We stood off Portsmouth for two or three days in a small New Zealand liner called the Monowai. Then the engines started up just after midnight and we were on our way at long last. My Beach Group was part of the 3rd Canadian Infantry Division.

About seven miles from JUNO beach we transferred onto smaller boats, mostly tank landing craft, and we were packed like sardines. I remember a Canadian soldier being hit by my side and going head first into the water as we left the boat. I can remember now – I stopped to shout at him that if he stayed like that he would drown, but of course he was dead. We ran ashore and dug a hole to get our breath and then started to help clear the beach and get things off the ships, such as ammunition, petrol and boxes of rations.

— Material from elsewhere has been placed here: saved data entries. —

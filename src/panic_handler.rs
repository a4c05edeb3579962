use log::error;
use std::io::{self, Write};
use std::panic;

/// Install pretty backtraces plus a hook that records the panic in the log
/// file before the default report is printed.
///
/// Render workers run on their own threads; a panic there is logged and the
/// thread dies, and the scheduler then sees its channels close.
pub fn initialize_panic_handler() {
    better_panic::install();

    let default_hook = panic::take_hook();
    panic::set_hook(Box::new(move |panic_info| {
        let thread = std::thread::current();
        let name = thread.name().unwrap_or("<unnamed>");
        error!("Panic on thread {name}: {panic_info}");
        log::logger().flush();

        default_hook(panic_info);
        let _ = io::stderr().flush();
    }));
}
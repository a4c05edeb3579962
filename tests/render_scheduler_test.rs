use std::path::PathBuf;
use std::sync::Arc;
use std::time::Duration;

use leafview::paged::spread::build_slots;
use leafview::paged::{JobState, RenderResponse, RenderScheduler, SlotPosition, SpreadSlot};
use leafview::test_utils::test_helpers::{Gate, GatedBackend, SolidBackend, page_color};

const WAIT: Duration = Duration::from_secs(5);

fn gated_scheduler(honor_cancel: bool) -> (RenderScheduler, Gate, SolidBackend) {
    let gate = Gate::new();
    let solid = SolidBackend::twelve_pages();
    let backend = GatedBackend::new(solid.clone(), gate.clone(), honor_cancel);
    let scheduler = RenderScheduler::with_config(Arc::new(backend), PathBuf::from("mem"), 2, 8);
    (scheduler, gate, solid)
}

fn rendered_pages(scheduler: &RenderScheduler) -> Vec<Option<usize>> {
    scheduler
        .surfaces()
        .iter()
        .map(|surface| surface.bitmap.as_ref().map(|bitmap| bitmap.page_num))
        .collect()
}

#[test]
fn late_result_from_superseded_pass_is_never_shown() {
    let (mut scheduler, gate, solid) = gated_scheduler(false);

    let first = scheduler.render_pass(&build_slots(12, 5, true, false), 1.0);
    let mut started = gate.wait_started(2, WAIT);
    started.sort_unstable();
    assert_eq!(started, vec![5, 6]);

    let second = scheduler.render_pass(&build_slots(12, 7, true, false), 1.0);
    assert!(second > first);

    // Page 6 finishes (stale), freeing a worker for the new pass
    gate.release(6);
    gate.release(7);
    gate.release(8);
    assert!(scheduler.wait_idle(WAIT));
    assert_eq!(rendered_pages(&scheduler), vec![Some(7), Some(8)]);

    // Now the superseded page 5 completes, after the current pass did
    gate.release(5);
    let late = loop {
        let response = scheduler
            .response_receiver()
            .recv_timeout(WAIT)
            .expect("page 5 never finished");
        if matches!(response, RenderResponse::Page { page: 5, .. }) {
            break response;
        }
        scheduler.handle_response(response);
    };
    let RenderResponse::Page { generation, .. } = &late else {
        unreachable!()
    };
    assert_eq!(*generation, first);
    assert!(!scheduler.handle_response(late));

    let left = &scheduler.surfaces()[0];
    assert_eq!(left.generation(), second);
    let bitmap = left.bitmap.as_ref().unwrap();
    assert_eq!(bitmap.page_num, 7);
    assert_eq!(bitmap.pixel(0, 0), Some(page_color(7)));

    // The slow rasterizer did finish all four pages
    assert_eq!(solid.render_count(), 4);
}

#[test]
fn cooperative_backend_stops_superseded_jobs() {
    let (mut scheduler, gate, solid) = gated_scheduler(true);

    scheduler.render_pass(&build_slots(12, 1, true, false), 1.0);
    let old_jobs = scheduler.current_jobs();
    assert_eq!(old_jobs.len(), 2);
    gate.wait_started(2, WAIT);

    scheduler.render_pass(&build_slots(12, 3, true, false), 1.0);
    for id in &old_jobs {
        assert_eq!(scheduler.job_state(*id), Some(JobState::Cancelled));
    }

    gate.release(3);
    gate.release(4);
    assert!(scheduler.wait_idle(WAIT));
    assert_eq!(rendered_pages(&scheduler), vec![Some(3), Some(4)]);

    // Only the current pass produced pixels
    assert_eq!(solid.render_count(), 2);
    for id in &old_jobs {
        assert!(matches!(
            scheduler.job_state(*id),
            None | Some(JobState::Cancelled)
        ));
    }
}

#[test]
fn blank_slots_issue_no_jobs() {
    let mut scheduler = RenderScheduler::new(
        Arc::new(SolidBackend::twelve_pages()),
        PathBuf::from("mem"),
    );
    scheduler.render_pass(&build_slots(12, 1, true, true), 0.5);
    assert_eq!(scheduler.current_jobs().len(), 1);

    assert!(scheduler.wait_idle(WAIT));
    assert_eq!(rendered_pages(&scheduler), vec![None, Some(1)]);
    assert_eq!(scheduler.surfaces()[0].position, SlotPosition::Left);
}

#[test]
fn repeated_pass_is_served_from_cache() {
    let solid = SolidBackend::twelve_pages();
    let mut scheduler = RenderScheduler::new(Arc::new(solid.clone()), PathBuf::from("mem"));
    let slots = build_slots(12, 1, true, false);

    scheduler.render_pass(&slots, 0.75);
    assert!(scheduler.wait_idle(WAIT));
    scheduler.render_pass(&slots, 0.75);
    assert!(scheduler.wait_idle(WAIT));
    assert_eq!(rendered_pages(&scheduler), vec![Some(1), Some(2)]);
    assert_eq!(solid.render_count(), 2);

    // A new scale is new work
    scheduler.render_pass(&slots, 0.5);
    assert!(scheduler.wait_idle(WAIT));
    assert_eq!(solid.render_count(), 4);

    scheduler.invalidate_cache();
    scheduler.render_pass(&slots, 0.5);
    assert!(scheduler.wait_idle(WAIT));
    assert_eq!(solid.render_count(), 6);
}

#[test]
fn failed_page_shows_inline_error() {
    let mut scheduler = RenderScheduler::new(
        Arc::new(SolidBackend::twelve_pages()),
        PathBuf::from("mem"),
    );
    scheduler.render_pass(&[SpreadSlot::new(Some(13), SlotPosition::Single)], 1.0);
    assert!(scheduler.wait_idle(WAIT));

    let id = scheduler.current_jobs()[0];
    assert_eq!(scheduler.job_state(id), Some(JobState::Failed));
    let surface = &scheduler.surfaces()[0];
    assert!(!surface.is_rendered());
    assert!(surface.error.as_ref().unwrap().contains("out of range"));
}

#[test]
fn undecided_scale_issues_nothing() {
    let mut scheduler = RenderScheduler::new(
        Arc::new(SolidBackend::twelve_pages()),
        PathBuf::from("mem"),
    );
    scheduler.render_pass(&build_slots(12, 1, false, false), 0.0);
    assert!(scheduler.current_jobs().is_empty());
    assert!(!scheduler.is_rendering());
    assert_eq!(scheduler.surfaces().len(), 1);
}

#[test]
fn cancel_all_clears_surfaces() {
    let (mut scheduler, gate, _) = gated_scheduler(true);
    let first = scheduler.render_pass(&build_slots(12, 1, true, false), 1.0);
    gate.wait_started(2, WAIT);

    scheduler.cancel_all();
    assert!(scheduler.generation() > first);
    assert!(scheduler.surfaces().is_empty());
    assert!(!scheduler.is_rendering());
}
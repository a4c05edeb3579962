// Export modules for use in tests
pub mod document;
pub mod error;
pub mod paged;
pub mod panic_handler;
pub mod recognize;
pub mod score;
pub mod settings;
pub mod snapshot;
pub mod viewer;

#[cfg(any(test, feature = "test-utils"))]
pub mod test_utils;

pub use document::{Document, DocumentKind};
pub use error::ViewerError;
pub use viewer::{ViewerConfig, ViewerController};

Those of us in the Beach Group wore white rings around our steel helmets to denote that we were working on the beach. I remember most of the morning being sniped at from a church tower. The sniper hit a fellow by me from the Liverpool Irish and medics took him to the Field Dressing Station. I remember him coming to speak to me full of morphine and the orderlies coming to look for him to get him back to the hospital ship.

Later that night the beach loudspeaker said, ‘Rest as much as you can, because the tide is too far out for any more ships to come in.’ I looked about for somewhere safe to lie down and found a place in the sand where a tank had come along. I lay down and watched the flash of shells and incendiaries overhead. I had been lying down for about half an hour when the loudspeaker came on again, saying that no-one should lie in tank tracks as two men had just been killed by late-moving vehicles. By this time D-Day was over and it was the start of another day.